Stored data
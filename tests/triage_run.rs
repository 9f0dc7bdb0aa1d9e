//! End-to-end triage run over a seeded archive file with scripted
//! collaborators: the prompt answers from a script, the dispatcher records
//! sends, the contact book lives in a temp directory.

use std::path::Path;

use chat_triage::config::TriageConfig;
use chat_triage::dispatch::ReplyDispatcher;
use chat_triage::error::DispatchError;
use chat_triage::identity::ContactBook;
use chat_triage::pipeline::TriagePipeline;
use chat_triage::prompt::ScriptedPrompt;
use chat_triage::source::ChatDb;

#[derive(Default)]
struct RecordingDispatcher {
    sent: Vec<(String, String)>,
}

impl ReplyDispatcher for RecordingDispatcher {
    fn send(&mut self, address: &str, text: &str) -> Result<(), DispatchError> {
        self.sent.push((address.to_string(), text.to_string()));
        Ok(())
    }
}

/// Seed a chat.db-shaped archive:
/// - chat 10: inbound question from an unknown sender (earliest)
/// - chat 20: outgoing question to a known sender (needs a poke)
/// - chat 30: inbound "ok" from the known sender (too short, skipped)
fn seed_archive(path: &Path) {
    let conn = rusqlite::Connection::open(path).unwrap();
    conn.execute_batch(
        "CREATE TABLE message (
            ROWID INTEGER PRIMARY KEY,
            text TEXT,
            date INTEGER NOT NULL,
            handle_id INTEGER,
            is_sent INTEGER NOT NULL DEFAULT 0
        );
        CREATE TABLE handle (ROWID INTEGER PRIMARY KEY, id TEXT NOT NULL);
        CREATE TABLE chat_message_join (chat_id INTEGER NOT NULL, message_id INTEGER NOT NULL);

        INSERT INTO handle VALUES (1, '+15551234567');
        INSERT INTO handle VALUES (2, '+15559990000');

        INSERT INTO message VALUES (1, 'hey', 100, 1, 0);
        INSERT INTO message VALUES (2, 'Can we meet tomorrow at noon?', 200, 1, 0);
        INSERT INTO message VALUES (3, 'Are you coming?', 300, 2, 1);
        INSERT INTO message VALUES (4, 'ok', 400, 2, 0);

        INSERT INTO chat_message_join VALUES (10, 1);
        INSERT INTO chat_message_join VALUES (10, 2);
        INSERT INTO chat_message_join VALUES (20, 3);
        INSERT INTO chat_message_join VALUES (30, 4);",
    )
    .unwrap();
}

#[test]
fn full_run_triages_resolves_and_dispatches() {
    let tmp = tempfile::tempdir().unwrap();
    let archive_path = tmp.path().join("chat.db");
    let contacts_path = tmp.path().join("contacts");
    seed_archive(&archive_path);
    std::fs::write(&contacts_path, "+15559990000,Bob\n").unwrap();

    let config = TriageConfig {
        archive_path: archive_path.clone(),
        contacts_path: contacts_path.clone(),
        notice_width: 60,
        announce_voice: None,
    };

    let source = ChatDb::open(&config.archive_path).unwrap();
    let mut contacts = ContactBook::load(&config.contacts_path).unwrap();
    // Conversations run in timestamp order: chat 10 (name the sender, then
    // reply), chat 20 (decline the poke), chat 30 (skipped, no prompts).
    let mut prompt = ScriptedPrompt::new(["Jane", "Sure, noon works!", ""]);
    let mut dispatcher = RecordingDispatcher::default();

    let summary = TriagePipeline::new(&config, &mut contacts, &mut prompt, &mut dispatcher, None)
        .run(&source)
        .unwrap();

    assert_eq!(summary.conversations, 3);
    assert_eq!(summary.presented, 1);
    assert_eq!(summary.followups, 1);
    assert_eq!(summary.skipped, 1);
    assert_eq!(summary.replies_sent, 1);

    assert_eq!(prompt.questions.len(), 3);
    assert!(prompt.questions[0].contains("Who is [+15551234567]?"));
    assert!(prompt.questions[0].contains("Can we meet tomorrow at noon?"));
    assert_eq!(prompt.questions[1], "Type your message: ");
    assert_eq!(prompt.questions[2], "Type your message: ");

    assert_eq!(
        dispatcher.sent,
        vec![("+15551234567".to_string(), "Sure, noon works!".to_string())]
    );

    // The new mapping was appended to the existing book.
    let book = std::fs::read_to_string(&contacts_path).unwrap();
    assert_eq!(book, "+15559990000,Bob\n+15551234567,Jane\n");
}

#[test]
fn second_run_never_prompts_for_known_senders() {
    let tmp = tempfile::tempdir().unwrap();
    let archive_path = tmp.path().join("chat.db");
    let contacts_path = tmp.path().join("contacts");
    seed_archive(&archive_path);
    std::fs::write(&contacts_path, "+15559990000,Bob\n").unwrap();

    let config = TriageConfig {
        archive_path: archive_path.clone(),
        contacts_path: contacts_path.clone(),
        notice_width: 60,
        announce_voice: None,
    };

    // First run names the unknown sender.
    {
        let source = ChatDb::open(&config.archive_path).unwrap();
        let mut contacts = ContactBook::load(&config.contacts_path).unwrap();
        let mut prompt = ScriptedPrompt::new(["Jane", "", ""]);
        let mut dispatcher = RecordingDispatcher::default();
        TriagePipeline::new(&config, &mut contacts, &mut prompt, &mut dispatcher, None)
            .run(&source)
            .unwrap();
    }

    // Second run resolves everyone from the book: only reply prompts left.
    let source = ChatDb::open(&config.archive_path).unwrap();
    let mut contacts = ContactBook::load(&config.contacts_path).unwrap();
    let mut prompt = ScriptedPrompt::new(["", ""]);
    let mut dispatcher = RecordingDispatcher::default();
    TriagePipeline::new(&config, &mut contacts, &mut prompt, &mut dispatcher, None)
        .run(&source)
        .unwrap();

    assert!(prompt.questions.iter().all(|q| q == "Type your message: "));
}

#[test]
fn missing_archive_is_fatal_with_path_in_error() {
    let tmp = tempfile::tempdir().unwrap();
    let err = ChatDb::open(tmp.path().join("absent.db")).unwrap_err();
    assert!(err.to_string().contains("absent.db"));
}

#[test]
fn empty_archive_completes_without_collaborators() {
    let tmp = tempfile::tempdir().unwrap();
    let archive_path = tmp.path().join("chat.db");
    let contacts_path = tmp.path().join("contacts");
    let conn = rusqlite::Connection::open(&archive_path).unwrap();
    conn.execute_batch(
        "CREATE TABLE message (
            ROWID INTEGER PRIMARY KEY,
            text TEXT,
            date INTEGER NOT NULL,
            handle_id INTEGER,
            is_sent INTEGER NOT NULL DEFAULT 0
        );
        CREATE TABLE handle (ROWID INTEGER PRIMARY KEY, id TEXT NOT NULL);
        CREATE TABLE chat_message_join (chat_id INTEGER NOT NULL, message_id INTEGER NOT NULL);",
    )
    .unwrap();
    drop(conn);

    let config = TriageConfig {
        archive_path: archive_path.clone(),
        contacts_path: contacts_path.clone(),
        notice_width: 60,
        announce_voice: None,
    };

    let source = ChatDb::open(&config.archive_path).unwrap();
    let mut contacts = ContactBook::load(&config.contacts_path).unwrap();
    let mut prompt = ScriptedPrompt::default();
    let mut dispatcher = RecordingDispatcher::default();

    let summary = TriagePipeline::new(&config, &mut contacts, &mut prompt, &mut dispatcher, None)
        .run(&source)
        .unwrap();

    assert_eq!(summary.conversations, 0);
    assert!(prompt.questions.is_empty());
    assert!(dispatcher.sent.is_empty());
}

EXERCISE AIM
The required answer is each line of the data in which the word "rusqlite" appears.

RESULT BELOW
    let conn = rusqlite::Connection::open(path).unwrap();
    let conn = rusqlite::Connection::open(&archive_path).unwrap();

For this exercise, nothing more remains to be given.